— Действительно, лихо, — согласился Громыко.
— И в середине марта сорокового года весь запас тяжелой воды был у нас, в Париже. Но ведь в июне боши ворвались в столицу! Мы увезли «продукт зет» в Клемон-Ферран… Знаете, где спрятали? В сейфе французского банка! Но через несколько недель директор потребовал, чтобы мы немедленно забрали свой «продукт», видимо, что-то прослышал, люди фатально боятся всего, что связано с нашими исследованиями… Тогда мы спрятали канистры в камере тюрьмы, где содержались особо опасные преступники… А боши уже рыскали по всей Франции в поисках нашей тяжелой воды, гестапо напало на след… Тогда я решил отправить моих сотрудников с «продуктом зет» в Англию… Тем более, большинству из них просто-напросто нельзя было оставаться со мною, их бы сожгли в крематории, евреи… Я бросился в Бордо и оттуда успел отправить бесценный груз в Лондон, только чтобы он не достался нацистам… О, сколько раз меня потом допрашивало гестапо! Как я остался тогда жив — не знаю…

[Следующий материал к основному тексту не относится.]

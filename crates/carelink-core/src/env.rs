//! Environment abstraction for deterministic testing.
//!
//! Decouples lifecycle logic from system resources (monotonic time, wall
//! clock, sleeping). Enables deterministic simulation with a paused tokio
//! clock and production use with real system resources.

use std::time::Duration;

/// Abstract environment providing time and async sleeping.
///
/// Implementations MUST guarantee:
///
/// - `now()` never goes backwards
/// - `sleep()` completes no earlier than the requested duration on the
///   environment's own clock
pub trait Environment: Clone + Send + Sync + 'static {
    /// The specific instant type used by this environment.
    ///
    /// Production uses the runtime's monotonic clock; tests may substitute a
    /// virtual one.
    type Instant: Copy + Ord + Send + Sync + std::ops::Sub<Output = Duration>;

    /// Current time (monotonic).
    ///
    /// # Invariants
    ///
    /// - Subsequent calls must return times >= previous calls.
    fn now(&self) -> Self::Instant;

    /// Sleeps for the specified duration.
    ///
    /// This is the ONLY async method in the trait, and it should only be used
    /// by driver code (not lifecycle logic).
    fn sleep(&self, duration: Duration) -> impl std::future::Future<Output = ()> + Send;

    /// Seconds since the Unix epoch.
    ///
    /// Identity sessions carry absolute expiry timestamps, so session checks
    /// need wall-clock time in addition to the monotonic clock.
    fn wall_clock_secs(&self) -> u64;
}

— Вы рассказали сюжет романа, — заметил Громыко. — А фильм вообще мог бы получиться совершенно поразительный…
Жолио-Кюри махнул рукой:
— Почему-то такого рода ленты начинают снимать только после того, когда уже нет на свете участников дела… Странно, но это так… Я не замучил вас?
— Каждая встреча с вами — радость для меня, господин Жолио-Кюри.
Внезапно лицо ученого изменилось, скулы выступили еще острее, глаза потухли, сделавшись усталыми, полными растерянного недоумения:
— Как вы думаете, с американским представителем в Атомной комиссии удастся хоть о чем-то договориться?
— Вы имеете в виду Бернгардта Баруха?
— Да.
Громыко ответил не сразу:
— Видите ли, меня с ним связывают добрые отношения… В личном плане… Мы встречаемся домами, и, как мне кажется, Барух отдает себе отчет в том, сколь трагична проблема атомного оружия… Но ведь он не может вести свою линию, не консультируя ее с Белым домом… Человек он самобытный — бывший грузчик, боксер, самоучка, невероятно тянется к культуре, лишен зла, предвзятости, однако он лишь выразитель позиции, занятой Вашингтоном…
(Лидия Дмитриевна, жена посла, проводив Баруха после очередного ужина, — на этот раз стол был белорусский, гречневые блины, американцы это блюдо обожали, — посмеялась:
— У меня такое впечатление, что Барух берет у тебя бесплатные уроки: задаст вопрос по истории или экономике, ты ему все обстоятельно излагаешь, а он слушает да на ус мотает, они ж любят, когда все доходчиво объясняют, словно дети…
Когда седовласый, кряжистый Барух пригласил советского посла на день рождения, — ему тогда уж было за семьдесят — в отеле «Мэй Флауэр» на Коннектикут-авеню — там работал русский повар, очень тянулся к советским — заказали утыканный кукурузными початками, сделанными из сахара, торт; вручая «новорожденному» подарок, Громыко пожелал:
— Живите столько лет, господин Барух, сколько зерен в этих початках!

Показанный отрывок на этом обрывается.